About this task: Tell how many lines of the data include the word "LogStream". Nothing but the number belongs in the answer.

Collection entries:
- Opening Delimiter -

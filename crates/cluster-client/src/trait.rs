//! ClusterClient trait for mocking
//!
//! This trait abstracts the Kubernetes API calls the deployer makes so the
//! reconciliation, readiness, log and teardown logic can be unit tested
//! against [`crate::MockClusterClient`].

use crate::error::ClusterError;
use crate::types::{LogOptions, LogStream};
use k8s_openapi::api::apps::v1::Deployment;
use k8s_openapi::api::core::v1::{Pod, Service};

/// Namespaced Kubernetes operations used by the deployer.
///
/// Lookups and deletions of a missing object return
/// [`ClusterError::NotFound`]. All methods must be `Send` to work with
/// Tokio's work-stealing runtime.
#[async_trait::async_trait]
pub trait ClusterClientTrait: Send + Sync {
    // Deployments
    async fn get_deployment(&self, namespace: &str, name: &str) -> Result<Deployment, ClusterError>;
    async fn create_deployment(&self, namespace: &str, deployment: &Deployment) -> Result<Deployment, ClusterError>;
    async fn replace_deployment(&self, namespace: &str, name: &str, deployment: &Deployment) -> Result<Deployment, ClusterError>;
    async fn delete_deployment(&self, namespace: &str, name: &str) -> Result<(), ClusterError>;

    // Services
    async fn get_service(&self, namespace: &str, name: &str) -> Result<Service, ClusterError>;
    async fn create_service(&self, namespace: &str, service: &Service) -> Result<Service, ClusterError>;
    async fn delete_service(&self, namespace: &str, name: &str) -> Result<(), ClusterError>;

    // Pods
    async fn list_pods(&self, namespace: &str, label_selector: &str) -> Result<Vec<Pod>, ClusterError>;
    async fn stream_logs(&self, namespace: &str, pod: &str, options: &LogOptions) -> Result<LogStream, ClusterError>;
}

- Closing Delimiter -

Result below: 2